4. Audit Readiness & Operational Controls
Production deployment requires strict operational controls to maintain regulatory posture under DEA and FDA scrutiny. The validation engine must be integrated with centralized logging infrastructure that captures every validation event, including rejected payloads, schema drift attempts, and HIPAA blocklist triggers. Structured logs should be routed to an immutable audit store with WORM (Write Once, Read Many) retention policies.
Error handling and retry mechanisms must differentiate between transient infrastructure failures and permanent compliance rejections. Transient errors (e.g., database timeouts during metadata persistence) should trigger exponential backoff with idempotency keys. Permanent rejections (e.g., invalid NDC, missing lot numbers, or PHI leakage) must be routed to a quarantine queue for manual compliance review, with automated alerts dispatched to the pharmacy operations and security teams.

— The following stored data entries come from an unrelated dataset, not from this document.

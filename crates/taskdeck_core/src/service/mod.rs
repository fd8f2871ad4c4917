//! Core use-case services.
//!
//! # Responsibility
//! - Own the task collection and its persistence lifecycle.
//! - Keep UI callers decoupled from storage details.

pub mod snapshot;
pub mod task_store;
//! Connection bootstrap utilities for SQLite.
//!
//! # Responsibility
//! - Open file or in-memory SQLite connections.
//! - Trigger schema migrations before returning a usable connection.
//!
//! # Invariants
//! - Returned connections have migrations fully applied.
//! - Every open attempt emits exactly one terminal `db_open` event.

use super::migrations::apply_migrations;
use super::{DbError, DbResult};
use log::{error, info};
use rusqlite::Connection;
use std::path::Path;
use std::time::{Duration, Instant};

const BUSY_TIMEOUT: Duration = Duration::from_secs(5);

/// Opens (or creates) a task database file and applies pending migrations.
///
/// # Side effects
/// - Emits `db_open` logging events with duration and status.
pub fn open_db(path: impl AsRef<Path>) -> DbResult<Connection> {
    open_with("file", || Connection::open(path))
}

/// Opens an in-memory task database. Contents vanish with the connection.
pub fn open_db_in_memory() -> DbResult<Connection> {
    open_with("memory", Connection::open_in_memory)
}

fn open_with(
    mode: &'static str,
    connect: impl FnOnce() -> rusqlite::Result<Connection>,
) -> DbResult<Connection> {
    let started_at = Instant::now();
    info!("event=db_open module=db status=start mode={mode}");

    let mut conn = connect().map_err(|source| {
        error!(
            "event=db_open module=db status=error mode={mode} duration_ms={} error_code=db_open_failed error={source}",
            started_at.elapsed().as_millis()
        );
        DbError::Connect { mode, source }
    })?;

    if let Err(err) = bootstrap_connection(&mut conn) {
        error!(
            "event=db_open module=db status=error mode={mode} duration_ms={} error_code=db_bootstrap_failed error={err}",
            started_at.elapsed().as_millis()
        );
        return Err(err);
    }

    info!(
        "event=db_open module=db status=ok mode={mode} duration_ms={}",
        started_at.elapsed().as_millis()
    );
    Ok(conn)
}

fn bootstrap_connection(conn: &mut Connection) -> DbResult<()> {
    conn.busy_timeout(BUSY_TIMEOUT)?;
    apply_migrations(conn)?;
    Ok(())
}
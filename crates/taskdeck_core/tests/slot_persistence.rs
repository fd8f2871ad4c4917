use std::sync::atomic::{AtomicBool, Ordering};
use std::sync::Arc;

use taskdeck_core::{
    decode_tasks, encode_tasks, MemorySlotRepository, NewTask, SlotRepository,
    SqliteSlotRepository, StorageError, StorageResult, StoreError, StoreErrorKind, TaskId,
    TaskPatch, TaskStatus, TaskStore, DEFAULT_SLOT_KEY,
};

/// Memory slot whose reads and writes can be switched off mid-test.
#[derive(Clone, Default)]
struct FlakySlot {
    inner: MemorySlotRepository,
    fail_reads: Arc<AtomicBool>,
    fail_writes: Arc<AtomicBool>,
}

impl SlotRepository for FlakySlot {
    fn read_slot(&self, key: &str) -> StorageResult<Option<String>> {
        if self.fail_reads.load(Ordering::SeqCst) {
            return Err(StorageError::Unavailable("disk offline".to_string()));
        }
        self.inner.read_slot(key)
    }

    fn write_slot(&mut self, key: &str, value: &str) -> StorageResult<()> {
        if self.fail_writes.load(Ordering::SeqCst) {
            return Err(StorageError::Unavailable("quota exceeded".to_string()));
        }
        self.inner.write_slot(key, value)
    }
}

#[test]
fn reopening_sqlite_file_restores_collection() {
    let dir = tempfile::tempdir().unwrap();
    let path = dir.path().join("tasks.sqlite3");

    let (done_id, noted_id) = {
        let store = TaskStore::open(&path).unwrap();
        let done = store.create(NewTask::new("submit invoice")).unwrap();
        store
            .update(&done.id, TaskPatch::status(TaskStatus::Completed))
            .unwrap();
        let noted = store.create(NewTask::new("book venue")).unwrap();
        store.append_note(&noted.id, "two options left", "alice").unwrap();
        (done.id, noted.id)
    };

    let reopened = TaskStore::open(&path).unwrap();
    let tasks = reopened.list();
    assert_eq!(tasks.len(), 2);
    assert!(reopened.get(&done_id).unwrap().completed_at.is_some());
    assert_eq!(reopened.get(&noted_id).unwrap().notes.len(), 1);
}

#[test]
fn every_mutation_is_written_through_to_the_slot() {
    let repo = SqliteSlotRepository::open_in_memory().unwrap();
    let store = TaskStore::new(repo);

    let task = store.create(NewTask::new("persist me")).unwrap();
    store.append_note(&task.id, "first", "alice").unwrap();
    store.reload();

    let reloaded = store.get(&task.id).unwrap();
    assert_eq!(reloaded.notes.len(), 1);
    assert_eq!(reloaded, store.list()[0]);
}

#[test]
fn slot_blob_uses_camel_case_wire_fields() {
    let mut repo = SqliteSlotRepository::open_in_memory().unwrap();
    let store = TaskStore::new(MemorySlotRepository::new());
    let task = store
        .create(NewTask {
            site_name: "North yard".to_string(),
            is_urgent: true,
            ..NewTask::new("inspect")
        })
        .unwrap();

    repo.write_slot(
        DEFAULT_SLOT_KEY,
        &taskdeck_core::encode_tasks(&store.list()).unwrap(),
    )
    .unwrap();
    let blob = repo.read_slot(DEFAULT_SLOT_KEY).unwrap().unwrap();
    let json: serde_json::Value = serde_json::from_str(&blob).unwrap();

    assert!(json.is_array());
    let record = &json[0];
    assert_eq!(record["id"], task.id.to_string());
    assert_eq!(record["siteName"], "North yard");
    assert_eq!(record["isUrgent"], true);
    assert_eq!(record["status"], "pending");
    assert_eq!(record["priority"], "medium");
    assert!(record["completedAt"].is_null());
    assert!(record["createdAt"].as_str().unwrap().contains('T'));
}

#[test]
fn corrupt_slot_loads_as_empty_and_heals_on_next_write() {
    let repo = MemorySlotRepository::new().with_slot(DEFAULT_SLOT_KEY, "{not json");
    let store = TaskStore::new(repo);

    assert!(store.list().is_empty());

    let task = store.create(NewTask::new("fresh start")).unwrap();
    store.reload();
    assert_eq!(store.list().len(), 1);
    assert_eq!(store.list()[0].id, task.id);
}

#[test]
fn unreadable_slot_reads_as_empty_and_rejects_mutations() {
    let repo = FlakySlot {
        fail_reads: Arc::new(AtomicBool::new(true)),
        ..FlakySlot::default()
    };
    let store = TaskStore::new(repo);

    assert!(store.list().is_empty());
    assert!(store.get(&TaskId::generate()).is_none());

    let err = store.create(NewTask::new("blind write")).unwrap_err();
    assert!(matches!(err, StoreError::Storage(StorageError::Unavailable(_))));
    assert_eq!(err.kind(), StoreErrorKind::Storage);
}

#[test]
fn transient_read_failure_keeps_stored_tasks() {
    let seed = TaskStore::new(MemorySlotRepository::new());
    for title in ["rent", "groceries", "dentist"] {
        seed.create(NewTask::new(title)).unwrap();
    }
    let blob = encode_tasks(&seed.list()).unwrap();

    let fail_reads = Arc::new(AtomicBool::new(false));
    let store = TaskStore::new(FlakySlot {
        inner: MemorySlotRepository::new().with_slot(DEFAULT_SLOT_KEY, blob),
        fail_reads: Arc::clone(&fail_reads),
        ..FlakySlot::default()
    });

    fail_reads.store(true, Ordering::SeqCst);
    assert!(store.list().is_empty());
    let err = store.create(NewTask::new("during outage")).unwrap_err();
    assert_eq!(err.kind(), StoreErrorKind::Storage);

    fail_reads.store(false, Ordering::SeqCst);
    assert_eq!(store.list().len(), 3);
    store.create(NewTask::new("after outage")).unwrap();

    store.reload();
    let titles: Vec<String> = store.list().into_iter().map(|task| task.title).collect();
    assert_eq!(titles, ["rent", "groceries", "dentist", "after outage"]);
}

#[test]
fn legacy_blob_with_todo_status_loads() {
    let blob = r#"[{
        "id": "1712345678901",
        "title": "Pay water bill",
        "status": "todo",
        "priority": "high",
        "dueDate": "2025-06-01",
        "isUrgent": true,
        "isImportant": true,
        "category": "bill-payments",
        "collaborator": "",
        "createdAt": "2025-05-20T10:00:00.000Z",
        "updatedAt": "2025-05-20T10:00:00.000Z",
        "completedAt": null,
        "notes": [{
            "id": "1712345699000",
            "content": "autopay set up",
            "createdAt": "2025-05-21T09:00:00.000Z",
            "createdBy": "Current User"
        }]
    }, {
        "id": "0f8fad5b-d9cb-469f-a165-70867728950e",
        "title": "Renew passport",
        "status": "completed",
        "createdAt": "2025-05-01T10:00:00.000Z",
        "updatedAt": "2025-05-03T10:00:00.000Z",
        "completedAt": "2025-05-03T10:00:00.000Z"
    }]"#;
    let store = TaskStore::new(MemorySlotRepository::new().with_slot(DEFAULT_SLOT_KEY, blob));

    let tasks = store.list();
    assert_eq!(tasks.len(), 2);
    assert_eq!(tasks[0].id.as_str(), "1712345678901");
    assert_eq!(tasks[0].status, TaskStatus::Pending);
    assert_eq!(tasks[0].category, "bill-payments");
    assert_eq!(tasks[0].due_date.unwrap().to_string(), "2025-06-01");
    assert_eq!(tasks[0].notes[0].id.as_str(), "1712345699000");
    assert_eq!(tasks[1].status, TaskStatus::Completed);

    let legacy_id = TaskId::from("1712345678901");
    let updated = store
        .append_note(&legacy_id, "paid", "Current User")
        .unwrap();
    assert_eq!(updated.notes.len(), 2);
    store.reload();
    assert_eq!(store.get(&legacy_id).unwrap().notes.len(), 2);
    assert_eq!(store.list().len(), 2);
}

#[test]
fn failed_write_rolls_back_in_memory_state() {
    let fail_writes = Arc::new(AtomicBool::new(false));
    let repo = FlakySlot {
        fail_writes: Arc::clone(&fail_writes),
        ..FlakySlot::default()
    };
    let store = TaskStore::new(repo);
    let task = store.create(NewTask::new("survives")).unwrap();

    fail_writes.store(true, Ordering::SeqCst);

    let err = store.create(NewTask::new("never saved")).unwrap_err();
    assert!(matches!(err, StoreError::Storage(_)));
    assert_eq!(err.kind(), StoreErrorKind::Storage);

    let err = store
        .update(&task.id, TaskPatch::status(TaskStatus::Completed))
        .unwrap_err();
    assert_eq!(err.kind(), StoreErrorKind::Storage);
    assert!(store.delete(&task.id).is_err());

    let tasks = store.list();
    assert_eq!(tasks.len(), 1);
    assert_eq!(tasks[0].status, TaskStatus::Pending);
    assert_eq!(tasks[0].completed_at, None);

    fail_writes.store(false, Ordering::SeqCst);
    store
        .update(&task.id, TaskPatch::status(TaskStatus::Completed))
        .unwrap();
    assert!(store.get(&task.id).unwrap().completed_at.is_some());
}

#[test]
fn custom_slot_keys_do_not_collide() {
    let dir = tempfile::tempdir().unwrap();
    let path = dir.path().join("shared.sqlite3");

    {
        let work = TaskStore::with_slot_key(SqliteSlotRepository::open(&path).unwrap(), "work");
        work.create(NewTask::new("standup notes")).unwrap();
        assert_eq!(work.slot_key(), "work");
    }
    {
        let home = TaskStore::with_slot_key(SqliteSlotRepository::open(&path).unwrap(), "home");
        assert!(home.list().is_empty());
        home.create(NewTask::new("fix bike")).unwrap();
    }

    let repo = SqliteSlotRepository::open(&path).unwrap();
    let work = decode_tasks(&repo.read_slot("work").unwrap().unwrap()).unwrap();
    let home = decode_tasks(&repo.read_slot("home").unwrap().unwrap()).unwrap();
    assert_eq!(work[0].title, "standup notes");
    assert_eq!(home[0].title, "fix bike");
    assert_eq!(repo.read_slot(DEFAULT_SLOT_KEY).unwrap(), None);
}
//! List-view filtering and ordering.
//!
//! # Invariants
//! - Filters are a conjunction; an unset filter matches everything.
//! - Output preserves input order unless `sort_tasks` is applied.

use crate::model::task::{Task, TaskPriority, TaskStatus};
use std::cmp::{Ordering, Reverse};

/// Predicate set for the task list view.
#[derive(Debug, Clone, Default, PartialEq, Eq)]
pub struct TaskFilter {
    pub status: Option<TaskStatus>,
    pub priority: Option<TaskPriority>,
    /// Exact category match.
    pub category: Option<String>,
    /// Exact department match.
    pub department: Option<String>,
    /// Matches tasks whose service set contains this value.
    pub service: Option<String>,
    /// Case-insensitive substring over title, description, collaborator
    /// and task owner. Blank text is ignored.
    pub search_text: Option<String>,
}

impl TaskFilter {
    pub fn status(status: TaskStatus) -> Self {
        Self {
            status: Some(status),
            ..Self::default()
        }
    }

    pub fn search(text: impl Into<String>) -> Self {
        Self {
            search_text: Some(text.into()),
            ..Self::default()
        }
    }

    pub fn matches(&self, task: &Task) -> bool {
        self.status.map_or(true, |status| task.status == status)
            && self.priority.map_or(true, |priority| task.priority == priority)
            && self
                .category
                .as_deref()
                .map_or(true, |category| task.category == category)
            && self
                .department
                .as_deref()
                .map_or(true, |department| task.department == department)
            && self
                .service
                .as_deref()
                .map_or(true, |service| task.services.contains(service))
            && self.matches_search(task)
    }

    fn matches_search(&self, task: &Task) -> bool {
        let Some(needle) = self.search_text.as_deref().map(str::trim) else {
            return true;
        };
        if needle.is_empty() {
            return true;
        }

        let needle = needle.to_lowercase();
        [
            task.title.as_str(),
            task.description.as_str(),
            task.collaborator.as_str(),
            task.task_owner.as_str(),
        ]
        .iter()
        .any(|field| field.to_lowercase().contains(&needle))
    }
}

/// Returns the tasks matching `filter`, in input order.
pub fn filter_tasks<'a>(tasks: &'a [Task], filter: &TaskFilter) -> Vec<&'a Task> {
    tasks.iter().filter(|task| filter.matches(task)).collect()
}

/// Orderings offered by the list view.
#[derive(Debug, Clone, Copy, Default, PartialEq, Eq)]
pub enum TaskOrder {
    /// Keep store order.
    #[default]
    Insertion,
    /// Earliest due date first; undated tasks last.
    DueDate,
    /// High priority first.
    Priority,
    /// Most recently created first.
    Newest,
    /// Most recently updated first.
    RecentlyUpdated,
    /// Case-insensitive title.
    Title,
}

/// Stable sort; ties keep their relative order.
pub fn sort_tasks(tasks: &mut [&Task], order: TaskOrder) {
    match order {
        TaskOrder::Insertion => {}
        TaskOrder::DueDate => tasks.sort_by(|a, b| compare_due(a, b)),
        TaskOrder::Priority => tasks.sort_by_key(|task| Reverse(task.priority.rank())),
        TaskOrder::Newest => tasks.sort_by_key(|task| Reverse(task.created_at)),
        TaskOrder::RecentlyUpdated => tasks.sort_by_key(|task| Reverse(task.updated_at)),
        TaskOrder::Title => tasks.sort_by_cached_key(|task| task.title.to_lowercase()),
    }
}

fn compare_due(a: &Task, b: &Task) -> Ordering {
    match (a.due_date, b.due_date) {
        (Some(a), Some(b)) => a.cmp(&b),
        (Some(_), None) => Ordering::Less,
        (None, Some(_)) => Ordering::Greater,
        (None, None) => Ordering::Equal,
    }
}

For enterprise scaling, the validation microservice should be horizontally scaled behind an API gateway with rate limiting and payload size constraints. Container orchestration must enforce network segmentation between the validation layer, the perpetual inventory ledger, and clinical dispensing systems. Regular schema version upgrades must be deployed via blue-green strategies to prevent downtime during regulatory updates.
By enforcing strict JSON schema boundaries, embedding compliance metadata at ingestion, and unifying validation across EDI and real-time POS streams, pharmacy operations achieve deterministic inventory accuracy, regulatory audit readiness, and secure data segregation across all controlled substance workflows.